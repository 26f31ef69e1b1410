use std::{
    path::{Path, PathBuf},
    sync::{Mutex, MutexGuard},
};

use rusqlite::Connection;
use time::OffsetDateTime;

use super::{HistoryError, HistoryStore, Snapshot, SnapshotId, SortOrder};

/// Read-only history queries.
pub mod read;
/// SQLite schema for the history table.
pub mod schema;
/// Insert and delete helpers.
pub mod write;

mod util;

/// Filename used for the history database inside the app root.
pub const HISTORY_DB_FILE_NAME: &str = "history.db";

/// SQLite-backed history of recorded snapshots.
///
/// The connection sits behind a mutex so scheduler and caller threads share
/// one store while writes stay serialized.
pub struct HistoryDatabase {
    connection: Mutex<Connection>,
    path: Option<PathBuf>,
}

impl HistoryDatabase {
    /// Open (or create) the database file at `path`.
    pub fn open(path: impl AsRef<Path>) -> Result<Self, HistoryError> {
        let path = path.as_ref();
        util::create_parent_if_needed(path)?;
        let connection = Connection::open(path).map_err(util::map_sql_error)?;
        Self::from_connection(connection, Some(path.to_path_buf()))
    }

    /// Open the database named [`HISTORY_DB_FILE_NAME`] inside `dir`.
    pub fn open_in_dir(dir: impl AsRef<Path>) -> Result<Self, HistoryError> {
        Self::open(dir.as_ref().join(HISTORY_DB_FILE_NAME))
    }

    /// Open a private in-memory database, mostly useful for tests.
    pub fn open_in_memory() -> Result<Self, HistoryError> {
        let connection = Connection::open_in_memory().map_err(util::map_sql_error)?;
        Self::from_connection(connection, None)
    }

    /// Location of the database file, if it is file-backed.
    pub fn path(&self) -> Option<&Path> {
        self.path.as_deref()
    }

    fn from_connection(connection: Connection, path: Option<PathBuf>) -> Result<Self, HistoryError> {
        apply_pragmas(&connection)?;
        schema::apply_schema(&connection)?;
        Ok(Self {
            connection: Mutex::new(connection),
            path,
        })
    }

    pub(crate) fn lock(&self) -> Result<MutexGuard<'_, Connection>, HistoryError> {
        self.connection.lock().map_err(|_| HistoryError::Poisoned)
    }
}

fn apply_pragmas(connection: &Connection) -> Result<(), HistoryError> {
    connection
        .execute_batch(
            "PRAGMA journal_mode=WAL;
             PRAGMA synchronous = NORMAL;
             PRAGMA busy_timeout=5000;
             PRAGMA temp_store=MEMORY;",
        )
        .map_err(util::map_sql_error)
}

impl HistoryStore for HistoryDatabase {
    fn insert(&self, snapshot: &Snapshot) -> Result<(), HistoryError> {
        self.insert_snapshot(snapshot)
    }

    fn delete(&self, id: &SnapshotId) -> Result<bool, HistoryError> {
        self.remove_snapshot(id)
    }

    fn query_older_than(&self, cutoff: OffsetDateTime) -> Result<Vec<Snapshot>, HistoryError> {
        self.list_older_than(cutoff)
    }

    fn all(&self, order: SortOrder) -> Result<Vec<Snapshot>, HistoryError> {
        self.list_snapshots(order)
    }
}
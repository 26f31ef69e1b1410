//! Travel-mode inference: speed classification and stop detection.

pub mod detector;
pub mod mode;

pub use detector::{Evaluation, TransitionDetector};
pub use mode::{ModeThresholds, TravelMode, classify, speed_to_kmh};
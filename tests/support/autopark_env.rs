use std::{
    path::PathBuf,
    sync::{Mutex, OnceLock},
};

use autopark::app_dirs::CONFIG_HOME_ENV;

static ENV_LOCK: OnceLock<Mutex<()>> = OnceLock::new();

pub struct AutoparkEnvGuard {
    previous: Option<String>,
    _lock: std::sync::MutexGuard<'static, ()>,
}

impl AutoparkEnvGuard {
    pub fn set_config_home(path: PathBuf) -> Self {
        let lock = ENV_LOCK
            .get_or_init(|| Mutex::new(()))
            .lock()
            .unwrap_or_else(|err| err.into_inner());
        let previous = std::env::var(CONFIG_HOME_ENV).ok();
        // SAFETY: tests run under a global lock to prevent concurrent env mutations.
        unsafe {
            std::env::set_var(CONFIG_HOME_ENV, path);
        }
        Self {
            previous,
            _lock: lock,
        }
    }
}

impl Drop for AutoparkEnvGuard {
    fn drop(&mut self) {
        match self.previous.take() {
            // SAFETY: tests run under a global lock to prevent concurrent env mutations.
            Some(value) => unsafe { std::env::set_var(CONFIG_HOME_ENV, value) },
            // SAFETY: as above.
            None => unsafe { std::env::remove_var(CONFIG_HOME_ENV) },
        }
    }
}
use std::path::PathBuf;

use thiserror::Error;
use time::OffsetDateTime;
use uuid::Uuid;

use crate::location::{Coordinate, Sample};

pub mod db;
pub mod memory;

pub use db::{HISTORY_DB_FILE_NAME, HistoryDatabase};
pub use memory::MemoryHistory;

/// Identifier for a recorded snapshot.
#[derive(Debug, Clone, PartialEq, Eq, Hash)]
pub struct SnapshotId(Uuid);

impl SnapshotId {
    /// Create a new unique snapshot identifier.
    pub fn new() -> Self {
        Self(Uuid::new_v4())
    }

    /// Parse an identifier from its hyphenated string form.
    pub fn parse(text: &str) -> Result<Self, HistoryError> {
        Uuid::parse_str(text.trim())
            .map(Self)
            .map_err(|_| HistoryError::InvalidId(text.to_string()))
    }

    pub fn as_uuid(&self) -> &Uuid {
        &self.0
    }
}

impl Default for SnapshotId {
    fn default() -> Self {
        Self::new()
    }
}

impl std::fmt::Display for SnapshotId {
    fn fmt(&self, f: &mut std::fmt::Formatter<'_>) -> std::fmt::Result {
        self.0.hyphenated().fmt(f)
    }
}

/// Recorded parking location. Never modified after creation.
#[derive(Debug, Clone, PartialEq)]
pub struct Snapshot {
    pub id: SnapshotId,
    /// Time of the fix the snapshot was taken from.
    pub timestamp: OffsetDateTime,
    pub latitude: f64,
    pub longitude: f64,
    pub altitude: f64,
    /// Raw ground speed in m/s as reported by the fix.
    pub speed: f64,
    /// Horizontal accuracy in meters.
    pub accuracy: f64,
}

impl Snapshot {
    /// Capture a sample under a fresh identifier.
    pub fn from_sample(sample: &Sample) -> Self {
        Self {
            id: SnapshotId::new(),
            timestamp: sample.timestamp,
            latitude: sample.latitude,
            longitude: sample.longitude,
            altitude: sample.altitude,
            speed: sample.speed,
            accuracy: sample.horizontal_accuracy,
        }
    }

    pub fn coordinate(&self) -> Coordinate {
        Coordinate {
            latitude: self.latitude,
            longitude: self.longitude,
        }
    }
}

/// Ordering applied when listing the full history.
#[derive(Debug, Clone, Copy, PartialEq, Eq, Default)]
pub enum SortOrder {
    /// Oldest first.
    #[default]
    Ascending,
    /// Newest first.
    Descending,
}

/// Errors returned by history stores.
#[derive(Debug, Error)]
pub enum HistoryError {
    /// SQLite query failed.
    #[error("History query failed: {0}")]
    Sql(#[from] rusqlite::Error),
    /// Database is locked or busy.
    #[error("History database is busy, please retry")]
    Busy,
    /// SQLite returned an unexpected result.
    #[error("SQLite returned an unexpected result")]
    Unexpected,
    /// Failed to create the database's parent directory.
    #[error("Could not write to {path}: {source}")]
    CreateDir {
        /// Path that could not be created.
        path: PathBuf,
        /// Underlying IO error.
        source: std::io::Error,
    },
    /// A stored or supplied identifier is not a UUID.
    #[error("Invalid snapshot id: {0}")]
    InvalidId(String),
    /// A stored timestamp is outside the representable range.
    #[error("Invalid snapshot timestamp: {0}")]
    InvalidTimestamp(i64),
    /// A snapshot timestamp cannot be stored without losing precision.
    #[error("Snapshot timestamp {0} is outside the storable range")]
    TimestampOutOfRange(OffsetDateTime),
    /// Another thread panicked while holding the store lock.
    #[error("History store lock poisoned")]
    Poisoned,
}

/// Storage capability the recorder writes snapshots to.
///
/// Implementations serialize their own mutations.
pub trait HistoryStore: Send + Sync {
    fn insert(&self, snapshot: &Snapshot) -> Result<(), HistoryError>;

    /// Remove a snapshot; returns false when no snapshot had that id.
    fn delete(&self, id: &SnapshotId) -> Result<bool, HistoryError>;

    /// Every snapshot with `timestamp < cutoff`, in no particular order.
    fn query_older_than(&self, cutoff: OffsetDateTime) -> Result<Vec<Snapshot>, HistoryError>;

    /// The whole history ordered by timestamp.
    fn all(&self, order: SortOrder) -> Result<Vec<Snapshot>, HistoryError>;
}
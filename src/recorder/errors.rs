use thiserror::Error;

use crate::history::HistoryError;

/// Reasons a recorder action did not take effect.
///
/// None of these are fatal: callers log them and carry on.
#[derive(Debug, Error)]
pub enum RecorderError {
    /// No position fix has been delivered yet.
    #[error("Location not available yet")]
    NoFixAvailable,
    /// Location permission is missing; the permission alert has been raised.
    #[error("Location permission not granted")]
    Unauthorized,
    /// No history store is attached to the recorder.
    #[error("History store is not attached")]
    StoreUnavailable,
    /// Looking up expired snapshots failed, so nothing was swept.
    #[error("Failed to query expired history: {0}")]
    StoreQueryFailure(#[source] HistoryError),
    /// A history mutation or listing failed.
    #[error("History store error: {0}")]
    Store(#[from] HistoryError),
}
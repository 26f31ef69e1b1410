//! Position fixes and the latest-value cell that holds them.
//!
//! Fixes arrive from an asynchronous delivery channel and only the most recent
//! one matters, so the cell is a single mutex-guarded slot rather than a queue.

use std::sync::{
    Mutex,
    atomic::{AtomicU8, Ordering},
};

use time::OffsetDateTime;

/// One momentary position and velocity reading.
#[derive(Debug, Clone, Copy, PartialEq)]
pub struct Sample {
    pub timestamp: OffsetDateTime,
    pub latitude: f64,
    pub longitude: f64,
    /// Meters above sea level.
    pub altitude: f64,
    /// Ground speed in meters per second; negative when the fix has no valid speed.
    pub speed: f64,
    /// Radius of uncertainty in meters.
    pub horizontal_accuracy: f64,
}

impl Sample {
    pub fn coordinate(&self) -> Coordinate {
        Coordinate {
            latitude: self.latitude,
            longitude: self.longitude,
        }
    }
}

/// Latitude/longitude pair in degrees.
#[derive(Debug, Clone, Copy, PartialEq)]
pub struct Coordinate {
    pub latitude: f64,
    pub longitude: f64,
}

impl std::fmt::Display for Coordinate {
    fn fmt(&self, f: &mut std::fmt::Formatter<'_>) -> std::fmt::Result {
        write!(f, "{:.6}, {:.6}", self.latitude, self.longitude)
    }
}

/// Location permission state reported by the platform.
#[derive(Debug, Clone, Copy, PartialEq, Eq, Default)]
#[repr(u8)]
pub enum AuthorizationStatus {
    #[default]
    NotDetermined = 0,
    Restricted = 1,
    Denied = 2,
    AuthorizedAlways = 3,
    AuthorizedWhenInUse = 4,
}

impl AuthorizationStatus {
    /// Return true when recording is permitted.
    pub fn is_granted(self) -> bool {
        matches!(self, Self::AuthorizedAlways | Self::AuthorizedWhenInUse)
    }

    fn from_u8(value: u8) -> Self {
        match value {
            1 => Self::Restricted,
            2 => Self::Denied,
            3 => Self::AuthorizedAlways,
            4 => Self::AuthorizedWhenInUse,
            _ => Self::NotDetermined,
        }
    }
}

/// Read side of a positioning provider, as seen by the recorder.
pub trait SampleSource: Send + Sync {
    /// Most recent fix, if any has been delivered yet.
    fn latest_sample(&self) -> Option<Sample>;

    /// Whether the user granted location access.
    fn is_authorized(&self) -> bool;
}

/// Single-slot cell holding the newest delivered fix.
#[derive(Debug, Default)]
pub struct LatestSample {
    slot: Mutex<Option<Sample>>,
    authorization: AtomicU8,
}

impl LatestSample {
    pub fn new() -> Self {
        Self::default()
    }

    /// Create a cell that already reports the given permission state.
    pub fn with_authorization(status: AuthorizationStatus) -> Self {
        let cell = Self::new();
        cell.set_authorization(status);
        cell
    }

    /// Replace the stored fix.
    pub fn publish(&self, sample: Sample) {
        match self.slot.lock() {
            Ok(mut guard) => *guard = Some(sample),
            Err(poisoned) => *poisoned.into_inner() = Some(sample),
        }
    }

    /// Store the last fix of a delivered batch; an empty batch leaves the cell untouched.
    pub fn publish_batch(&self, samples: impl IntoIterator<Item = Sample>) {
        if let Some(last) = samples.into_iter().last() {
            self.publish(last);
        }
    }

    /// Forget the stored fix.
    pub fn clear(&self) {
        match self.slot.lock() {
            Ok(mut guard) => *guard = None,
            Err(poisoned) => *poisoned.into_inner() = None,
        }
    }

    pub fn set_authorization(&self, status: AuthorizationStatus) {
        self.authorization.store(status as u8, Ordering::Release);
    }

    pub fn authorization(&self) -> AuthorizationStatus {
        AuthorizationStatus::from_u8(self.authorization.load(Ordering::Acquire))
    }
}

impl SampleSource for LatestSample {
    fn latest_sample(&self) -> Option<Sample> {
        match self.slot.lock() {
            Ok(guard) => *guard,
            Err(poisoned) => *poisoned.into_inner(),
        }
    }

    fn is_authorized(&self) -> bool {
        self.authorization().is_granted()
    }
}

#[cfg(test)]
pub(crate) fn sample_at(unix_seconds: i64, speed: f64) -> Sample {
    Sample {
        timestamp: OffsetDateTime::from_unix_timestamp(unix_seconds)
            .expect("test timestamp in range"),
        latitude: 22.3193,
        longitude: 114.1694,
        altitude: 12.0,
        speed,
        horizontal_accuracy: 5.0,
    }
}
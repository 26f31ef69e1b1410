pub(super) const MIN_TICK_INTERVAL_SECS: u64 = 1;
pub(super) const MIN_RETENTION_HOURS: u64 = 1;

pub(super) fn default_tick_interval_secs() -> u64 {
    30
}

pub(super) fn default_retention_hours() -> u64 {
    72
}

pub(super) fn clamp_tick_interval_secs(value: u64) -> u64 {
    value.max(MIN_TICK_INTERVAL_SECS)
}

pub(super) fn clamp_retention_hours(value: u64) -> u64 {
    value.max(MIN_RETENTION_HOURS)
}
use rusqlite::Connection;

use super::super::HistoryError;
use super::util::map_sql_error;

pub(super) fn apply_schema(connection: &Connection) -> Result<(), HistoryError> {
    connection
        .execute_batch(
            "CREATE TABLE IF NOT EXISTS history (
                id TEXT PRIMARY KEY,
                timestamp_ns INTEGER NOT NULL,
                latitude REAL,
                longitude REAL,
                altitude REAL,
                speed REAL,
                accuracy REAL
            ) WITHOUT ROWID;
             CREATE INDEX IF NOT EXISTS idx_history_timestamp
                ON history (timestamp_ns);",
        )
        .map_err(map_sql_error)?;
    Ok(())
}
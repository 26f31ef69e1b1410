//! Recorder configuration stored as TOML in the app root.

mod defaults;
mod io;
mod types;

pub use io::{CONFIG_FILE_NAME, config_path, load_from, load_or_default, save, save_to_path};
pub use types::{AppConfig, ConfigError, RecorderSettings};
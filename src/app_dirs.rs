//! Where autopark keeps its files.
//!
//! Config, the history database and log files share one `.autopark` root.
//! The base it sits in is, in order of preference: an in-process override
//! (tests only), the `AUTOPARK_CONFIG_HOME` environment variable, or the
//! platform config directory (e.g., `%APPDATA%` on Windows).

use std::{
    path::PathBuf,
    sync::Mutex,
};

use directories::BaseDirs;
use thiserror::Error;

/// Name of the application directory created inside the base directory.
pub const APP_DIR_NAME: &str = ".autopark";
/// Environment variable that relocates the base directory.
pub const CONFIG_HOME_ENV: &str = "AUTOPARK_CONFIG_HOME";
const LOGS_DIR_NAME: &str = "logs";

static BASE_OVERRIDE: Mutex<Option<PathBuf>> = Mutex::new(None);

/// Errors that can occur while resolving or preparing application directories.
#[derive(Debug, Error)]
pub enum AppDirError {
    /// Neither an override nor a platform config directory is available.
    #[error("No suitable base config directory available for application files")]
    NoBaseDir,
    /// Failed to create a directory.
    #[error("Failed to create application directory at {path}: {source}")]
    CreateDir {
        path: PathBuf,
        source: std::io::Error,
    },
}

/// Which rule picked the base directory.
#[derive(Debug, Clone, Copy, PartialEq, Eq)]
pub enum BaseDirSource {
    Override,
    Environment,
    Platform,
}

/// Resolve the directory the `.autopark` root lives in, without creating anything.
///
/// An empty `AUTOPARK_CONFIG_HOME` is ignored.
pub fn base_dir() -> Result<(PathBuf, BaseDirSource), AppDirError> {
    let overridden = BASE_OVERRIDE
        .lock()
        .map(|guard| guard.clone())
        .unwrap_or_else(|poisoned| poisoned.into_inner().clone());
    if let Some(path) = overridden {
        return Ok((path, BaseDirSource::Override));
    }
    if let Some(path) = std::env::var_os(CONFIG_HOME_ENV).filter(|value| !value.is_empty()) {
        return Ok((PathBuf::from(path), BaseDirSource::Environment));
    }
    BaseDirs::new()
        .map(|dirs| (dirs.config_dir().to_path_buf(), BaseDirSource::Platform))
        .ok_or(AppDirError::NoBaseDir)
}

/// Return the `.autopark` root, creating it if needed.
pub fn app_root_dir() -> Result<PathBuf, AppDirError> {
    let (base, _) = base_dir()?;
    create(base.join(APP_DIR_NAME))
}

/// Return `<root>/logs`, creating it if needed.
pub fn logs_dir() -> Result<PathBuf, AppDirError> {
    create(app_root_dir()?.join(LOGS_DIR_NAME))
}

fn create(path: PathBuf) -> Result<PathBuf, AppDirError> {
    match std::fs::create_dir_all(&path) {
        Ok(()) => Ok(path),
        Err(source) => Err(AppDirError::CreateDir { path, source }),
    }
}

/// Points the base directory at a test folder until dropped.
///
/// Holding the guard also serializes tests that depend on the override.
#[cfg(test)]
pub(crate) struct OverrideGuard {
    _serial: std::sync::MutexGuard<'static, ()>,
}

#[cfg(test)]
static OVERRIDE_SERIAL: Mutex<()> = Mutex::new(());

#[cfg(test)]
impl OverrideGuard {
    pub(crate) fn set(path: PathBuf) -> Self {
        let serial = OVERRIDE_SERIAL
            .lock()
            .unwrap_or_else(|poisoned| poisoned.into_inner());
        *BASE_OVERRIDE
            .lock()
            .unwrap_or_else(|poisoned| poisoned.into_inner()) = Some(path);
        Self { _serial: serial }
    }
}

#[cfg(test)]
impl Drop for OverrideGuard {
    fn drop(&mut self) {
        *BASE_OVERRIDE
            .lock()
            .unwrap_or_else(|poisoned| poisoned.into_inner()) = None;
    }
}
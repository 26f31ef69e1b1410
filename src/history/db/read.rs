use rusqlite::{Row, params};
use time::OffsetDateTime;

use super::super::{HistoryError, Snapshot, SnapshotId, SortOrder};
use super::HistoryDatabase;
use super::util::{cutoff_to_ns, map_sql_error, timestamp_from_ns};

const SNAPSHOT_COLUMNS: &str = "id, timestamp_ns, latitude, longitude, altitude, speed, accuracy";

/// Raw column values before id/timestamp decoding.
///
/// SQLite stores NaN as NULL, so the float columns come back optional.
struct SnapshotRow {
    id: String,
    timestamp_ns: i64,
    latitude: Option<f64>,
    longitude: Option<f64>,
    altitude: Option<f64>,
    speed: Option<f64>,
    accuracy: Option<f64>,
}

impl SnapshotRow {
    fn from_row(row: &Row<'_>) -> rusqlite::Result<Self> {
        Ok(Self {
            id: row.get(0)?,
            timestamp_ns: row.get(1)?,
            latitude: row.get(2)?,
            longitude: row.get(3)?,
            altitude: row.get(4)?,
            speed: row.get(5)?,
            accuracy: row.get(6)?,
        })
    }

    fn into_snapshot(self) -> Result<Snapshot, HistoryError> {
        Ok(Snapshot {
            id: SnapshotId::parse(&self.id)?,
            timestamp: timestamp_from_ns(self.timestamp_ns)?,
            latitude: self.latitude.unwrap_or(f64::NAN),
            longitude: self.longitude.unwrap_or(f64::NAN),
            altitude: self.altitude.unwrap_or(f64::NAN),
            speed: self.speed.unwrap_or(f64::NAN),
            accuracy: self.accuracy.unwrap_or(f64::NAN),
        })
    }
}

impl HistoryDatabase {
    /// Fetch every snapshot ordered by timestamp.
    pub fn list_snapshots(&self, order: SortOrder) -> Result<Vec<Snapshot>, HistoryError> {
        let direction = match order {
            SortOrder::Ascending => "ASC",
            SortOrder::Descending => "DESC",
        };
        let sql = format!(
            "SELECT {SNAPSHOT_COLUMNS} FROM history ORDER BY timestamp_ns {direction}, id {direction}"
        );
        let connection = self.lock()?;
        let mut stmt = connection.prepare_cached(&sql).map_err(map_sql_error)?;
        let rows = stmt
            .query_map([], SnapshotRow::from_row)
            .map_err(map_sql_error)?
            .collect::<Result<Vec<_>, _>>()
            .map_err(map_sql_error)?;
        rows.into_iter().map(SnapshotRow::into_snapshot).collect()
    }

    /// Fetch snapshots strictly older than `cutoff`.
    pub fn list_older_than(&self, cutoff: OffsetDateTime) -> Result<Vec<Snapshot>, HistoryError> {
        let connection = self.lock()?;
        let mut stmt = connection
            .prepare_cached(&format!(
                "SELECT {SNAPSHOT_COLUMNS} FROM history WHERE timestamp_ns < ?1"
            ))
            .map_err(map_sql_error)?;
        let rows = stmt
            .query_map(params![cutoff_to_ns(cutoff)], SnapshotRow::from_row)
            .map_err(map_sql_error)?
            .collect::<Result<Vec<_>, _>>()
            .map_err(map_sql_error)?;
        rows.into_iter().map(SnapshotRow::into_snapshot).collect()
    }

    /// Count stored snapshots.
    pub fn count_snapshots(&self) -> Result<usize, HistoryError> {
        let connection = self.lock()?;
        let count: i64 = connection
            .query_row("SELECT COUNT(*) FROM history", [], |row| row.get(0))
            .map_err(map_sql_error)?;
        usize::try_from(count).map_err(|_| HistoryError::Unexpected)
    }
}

+--

## Assignment
From the first line of the data above to the line containing "caller threads share", repeat everything exactly and add nothing.

## Exercise result
repository 26f31ef69e1b1410
use std::{
    path::{Path, PathBuf},
    sync::{Mutex, MutexGuard},
};

use rusqlite::Connection;
use time::OffsetDateTime;

use super::{HistoryError, HistoryStore, Snapshot, SnapshotId, SortOrder};

/// Read-only history queries.
pub mod read;
/// SQLite schema for the history table.
pub mod schema;
/// Insert and delete helpers.
pub mod write;

mod util;

/// Filename used for the history database inside the app root.
pub const HISTORY_DB_FILE_NAME: &str = "history.db";

/// SQLite-backed history of recorded snapshots.
///
/// The connection sits behind a mutex so scheduler and caller threads share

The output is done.